Testimonials used to be hard to get. You had to ask your customer to write a letter on their letterhead, and sometimes they would and sometimes they wouldn’t. Even your happiest customers sometimes don’t take time to write a testimonial letter; they just get busy and it gets pushed to the bottom of the stack. Technology makes testimonials a lot easier to get. Here is how to get a testimonial in three methods, from toughest to easiest:
- The old school. Yes, you can still ask for the testimonial letter. And your odds of getting one are roughly the same as they always have been – about 50/50 if the customer is truly happy. Those aren’t bad odds and if you ask enough customers, you’re going to get one.
- The LinkedIn recommendation. Easier than the testimonial is the LinkedIn recommendation. The Recommendations section is, fortunately, one thing that LinkedIn has left in their free option (thus far), and I like it a lot. It’s pretty simple to use. Here’s LinkedIn’s tutorial on getting them. NOTE: Do not confuse LinkedIn “endorsements” with LinkedIn RECOMMENDATIONS. Their “endorsement” section is meaningless – it just asks people to check boxes. I have endorsements for things that I don’t do and have never done.
- The video testimonial. Now we’re talking! This is one way you can really make tech work for you. When you’re meeting with customers, they have a tendency to say a lot of nice things about you. Wouldn’t it be great if prospects could see and hear them do it? You have a smartphone, right? All you have to do is ask the customer to say those things, again, on video. Explain to them why. My favorite way is to say, “I really appreciate that. You know, one way that I attract new customers is through comments like that from customers like you. Would you mind repeating those great words on video?” The vast majority of customers will be happy to do so. Then you turn on your video camera on your phone and record them.You can either just ask them to repeat what they said, or even do a little interview with them. I had just such an opportunity yesterday after a Sales Audit with Excel Linen and the raw video is below. The reason I left it raw, rather than editing out some of it (for instance, me asking questions), is that I wanted you to see how the process works. It’s easy. In fact, I probably didn’t do as good a job on this one as I could have; few of my clients are local these days, so I am a bit out of practice on face to face testimonial gathering. Still, when opportunity knocks, you answer.Wait, you’re saying that most of your sales calls are video and not face to face, so this won’t work? Sure it will. All major video conferencing platforms have an option to record. Record your conversation and then download it and convert it into a video you can use. Make the tech work FOR you, not against you.
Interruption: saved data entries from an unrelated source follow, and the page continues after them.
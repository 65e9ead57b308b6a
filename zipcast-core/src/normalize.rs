//! Columnar (Open-Meteo shaped) payloads and their conversion into rows.
//!
//! Upstream sends one array per field, indexed in parallel with `time`.
//! `time`, temperatures and `weather_code` are required: they must cover
//! every kept row without `null`s (rows dropped by the 24/7 caps are not
//! checked). Every other column may be missing entirely or contain `null`
//! cells, both of which surface as `None` on the entry.

use serde::Deserialize;

use crate::{
    error::WeatherError,
    model::{ForecastEntry, ForecastSchedule},
};

/// Hourly fields requested from Open-Meteo, in request order.
pub const HOURLY_FIELDS: &[&str] = &[
    "temperature_2m",
    "weather_code",
    "relative_humidity_2m",
    "wind_speed_10m",
    "precipitation",
];

/// Daily fields requested from Open-Meteo, in request order.
pub const DAILY_FIELDS: &[&str] = &[
    "temperature_2m_max",
    "temperature_2m_min",
    "weather_code",
    "wind_speed_10m_max",
    "precipitation_sum",
];

type OptionalColumn = Option<Vec<Option<f64>>>;

#[derive(Debug, Clone, Deserialize)]
pub struct ColumnarForecast {
    pub hourly: HourlyColumns,
    pub daily: DailyColumns,
}

#[derive(Debug, Clone, Deserialize)]
pub struct HourlyColumns {
    pub time: Vec<String>,
    pub temperature_2m: Vec<Option<f64>>,
    pub weather_code: Vec<Option<u8>>,
    pub relative_humidity_2m: OptionalColumn,
    pub wind_speed_10m: OptionalColumn,
    pub precipitation: OptionalColumn,
}

#[derive(Debug, Clone, Deserialize)]
pub struct DailyColumns {
    pub time: Vec<String>,
    pub temperature_2m_max: Vec<Option<f64>>,
    pub temperature_2m_min: Vec<Option<f64>>,
    pub weather_code: Vec<Option<u8>>,
    pub wind_speed_10m_max: OptionalColumn,
    pub precipitation_sum: OptionalColumn,
}

/// How daily wind speed is filled in.
#[derive(Debug, Clone, Copy, PartialEq, Eq)]
pub enum DailyWind {
    /// Take `wind_speed_10m_max` from the payload, `None` where absent.
    FromPayload,
    /// Always `0`; the combined zip endpoint does not report daily wind.
    Zero,
}

/// Parse a columnar body. Shape errors become [`WeatherError::Fetch`].
pub fn parse_columnar(body: &str) -> Result<ColumnarForecast, WeatherError> {
    serde_json::from_str(body)
        .map_err(|e| WeatherError::fetch(format!("Malformed forecast payload: {e}")))
}

impl ColumnarForecast {
    pub fn into_schedule(self, daily_wind: DailyWind) -> Result<ForecastSchedule, WeatherError> {
        Ok(ForecastSchedule {
            hourly: self.hourly.into_entries()?,
            daily: self.daily.into_entries(daily_wind)?,
        })
    }
}

impl HourlyColumns {
    fn into_entries(self) -> Result<Vec<ForecastEntry>, WeatherError> {
        let len = self.time.len().min(ForecastSchedule::MAX_HOURLY);
        let temperature = require("hourly.temperature_2m", &self.temperature_2m, len)?;
        let weather_code = require("hourly.weather_code", &self.weather_code, len)?;

        let entries = self
            .time
            .into_iter()
            .take(len)
            .enumerate()
            .map(|(i, timestamp)| ForecastEntry {
                timestamp,
                temperature_celsius: temperature[i],
                weather_code: weather_code[i],
                humidity_percent: cell(&self.relative_humidity_2m, i),
                wind_speed_kmh: cell(&self.wind_speed_10m, i),
                precipitation_mm: cell(&self.precipitation, i),
            })
            .collect();

        Ok(entries)
    }
}

impl DailyColumns {
    fn into_entries(self, daily_wind: DailyWind) -> Result<Vec<ForecastEntry>, WeatherError> {
        let len = self.time.len().min(ForecastSchedule::MAX_DAILY);
        let max = require("daily.temperature_2m_max", &self.temperature_2m_max, len)?;
        let min = require("daily.temperature_2m_min", &self.temperature_2m_min, len)?;
        let weather_code = require("daily.weather_code", &self.weather_code, len)?;

        let entries = self
            .time
            .into_iter()
            .take(len)
            .enumerate()
            .map(|(i, timestamp)| ForecastEntry {
                timestamp,
                temperature_celsius: (max[i] + min[i]) / 2.0,
                weather_code: weather_code[i],
                humidity_percent: None,
                wind_speed_kmh: match daily_wind {
                    DailyWind::FromPayload => cell(&self.wind_speed_10m_max, i),
                    DailyWind::Zero => Some(0.0),
                },
                precipitation_mm: cell(&self.precipitation_sum, i),
            })
            .collect();

        Ok(entries)
    }
}

/// The first `need` cells of a required column. Cells past `need` are
/// never read, so nulls there are tolerated.
fn require<T: Copy>(
    column: &str,
    cells: &[Option<T>],
    need: usize,
) -> Result<Vec<T>, WeatherError> {
    if cells.len() < need {
        return Err(WeatherError::fetch(format!(
            "Malformed forecast payload: {column} has {} values, expected {need}",
            cells.len()
        )));
    }

    cells[..need]
        .iter()
        .enumerate()
        .map(|(i, cell)| {
            cell.ok_or_else(|| {
                WeatherError::fetch(format!(
                    "Malformed forecast payload: {column} is null at index {i}"
                ))
            })
        })
        .collect()
}

fn cell(column: &OptionalColumn, i: usize) -> Option<f64> {
    column.as_ref().and_then(|c| c.get(i).copied().flatten())
}

#[cfg(test)]
mod tests {
    use super::*;
    use serde_json::json;

    fn payload(hours: usize) -> serde_json::Value {
        let time: Vec<String> = (0..hours)
            .map(|h| format!("2024-05-{:02}T{:02}:00", 1 + h / 24, h % 24))
            .collect();
        let temps: Vec<f64> = (0..hours).map(|h| h as f64 * 0.5).collect();
        let codes: Vec<u8> = (0..hours).map(|h| (h % 4) as u8).collect();
        let humidity: Vec<f64> = (0..hours).map(|h| 40.0 + h as f64).collect();

        json!({
            "hourly": {
                "time": time,
                "temperature_2m": temps,
                "weather_code": codes,
                "relative_humidity_2m": humidity,
                "wind_speed_10m": vec![12.0; hours],
                "precipitation": vec![0.0; hours],
            },
            "daily": {
                "time": ["2024-05-01", "2024-05-02"],
                "temperature_2m_max": [10.0, 20.0],
                "temperature_2m_min": [0.0, 10.0],
                "weather_code": [0, 61],
                "wind_speed_10m_max": [15.5, 22.0],
                "precipitation_sum": [0.0, 4.2],
            }
        })
    }

    fn normalize(value: serde_json::Value, wind: DailyWind) -> ForecastSchedule {
        parse_columnar(&value.to_string())
            .unwrap()
            .into_schedule(wind)
            .unwrap()
    }

    #[test]
    fn hourly_is_truncated_to_24_and_keeps_alignment() {
        let schedule = normalize(payload(48), DailyWind::FromPayload);

        assert_eq!(schedule.hourly.len(), 24);
        assert_eq!(schedule.hourly[5].temperature_celsius, 2.5);
        assert_eq!(schedule.hourly[5].humidity_percent, Some(45.0));
        assert_eq!(schedule.hourly[5].timestamp, "2024-05-01T05:00");
        assert_eq!(schedule.hourly[23].timestamp, "2024-05-01T23:00");
        assert!(schedule.is_chronological());
    }

    #[test]
    fn daily_temperature_is_midpoint() {
        let schedule = normalize(payload(24), DailyWind::FromPayload);

        let temps: Vec<f64> = schedule.daily.iter().map(|d| d.temperature_celsius).collect();
        assert_eq!(temps, vec![5.0, 15.0]);
        assert_eq!(schedule.daily[1].weather_code, 61);
        assert_eq!(schedule.daily[1].precipitation_mm, Some(4.2));
        assert_eq!(schedule.daily[0].humidity_percent, None);
    }

    #[test]
    fn daily_wind_from_payload_or_zero() {
        let from_payload = normalize(payload(24), DailyWind::FromPayload);
        assert_eq!(from_payload.daily[0].wind_speed_kmh, Some(15.5));

        let zeroed = normalize(payload(24), DailyWind::Zero);
        assert!(zeroed.daily.iter().all(|d| d.wind_speed_kmh == Some(0.0)));
    }

    #[test]
    fn missing_optional_columns_stay_absent() {
        let value = json!({
            "hourly": {
                "time": ["2024-05-01T00:00", "2024-05-01T01:00"],
                "temperature_2m": [1.0, 2.0],
                "weather_code": [0, 1],
                "precipitation": [null, 0.4],
            },
            "daily": {
                "time": ["2024-05-01"],
                "temperature_2m_max": [3.0],
                "temperature_2m_min": [1.0],
                "weather_code": [2],
            }
        });

        let schedule = normalize(value, DailyWind::FromPayload);
        assert_eq!(schedule.hourly[0].humidity_percent, None);
        assert_eq!(schedule.hourly[0].wind_speed_kmh, None);
        assert_eq!(schedule.hourly[0].precipitation_mm, None);
        assert_eq!(schedule.hourly[1].precipitation_mm, Some(0.4));
        assert_eq!(schedule.daily[0].wind_speed_kmh, None);
        assert_eq!(schedule.daily[0].precipitation_mm, None);
    }

    #[test]
    fn nulls_past_the_kept_window_are_ignored() {
        let mut value = payload(48);
        value["hourly"]["temperature_2m"][40] = json!(null);
        value["hourly"]["weather_code"][30] = json!(null);

        let schedule = normalize(value, DailyWind::FromPayload);
        assert_eq!(schedule.hourly.len(), 24);
        assert_eq!(schedule.hourly[23].temperature_celsius, 11.5);
    }

    #[test]
    fn null_inside_the_kept_window_is_a_fetch_error() {
        let mut value = payload(48);
        value["hourly"]["temperature_2m"][7] = json!(null);

        let err = parse_columnar(&value.to_string())
            .unwrap()
            .into_schedule(DailyWind::FromPayload)
            .unwrap_err();

        assert!(matches!(err, WeatherError::Fetch(_)));
        assert!(err.to_string().contains("hourly.temperature_2m is null at index 7"));
    }

    #[test]
    fn daily_is_capped_at_seven() {
        let mut value = payload(24);
        value["daily"] = json!({
            "time": (1..=9).map(|d| format!("2024-05-{d:02}")).collect::<Vec<_>>(),
            "temperature_2m_max": vec![10.0; 9],
            "temperature_2m_min": vec![0.0; 9],
            "weather_code": vec![3; 9],
        });

        let schedule = normalize(value, DailyWind::FromPayload);
        assert_eq!(schedule.daily.len(), 7);
        assert_eq!(schedule.daily[6].timestamp, "2024-05-07");
    }

    #[test]
    fn short_required_column_is_a_fetch_error() {
        let mut value = payload(4);
        value["hourly"]["temperature_2m"] = json!([1.0, 2.0]);

        let err = parse_columnar(&value.to_string())
            .unwrap()
            .into_schedule(DailyWind::FromPayload)
            .unwrap_err();

        assert!(matches!(err, WeatherError::Fetch(_)));
        assert!(err.to_string().contains("hourly.temperature_2m"));
    }

    #[test]
    fn missing_required_column_is_a_fetch_error() {
        let err = parse_columnar(r#"{"hourly": {"time": []}}"#).unwrap_err();
        assert!(matches!(err, WeatherError::Fetch(_)));
        assert!(err.to_string().starts_with("Malformed forecast payload"));
    }
}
Once you have a testimonial, USE IT. Post about your recommendations on LinkedIn. Splash the video all over social media. Have them handy on your phone to show your customers. And don’t think that a testimonial on one platform has to stay there. Transcribe video comments and put them in text form on your website. Take a LinkedIn recommendation and use it as a video frame. Once people have said how awesome you are, for the record, you have a duty to USE IT!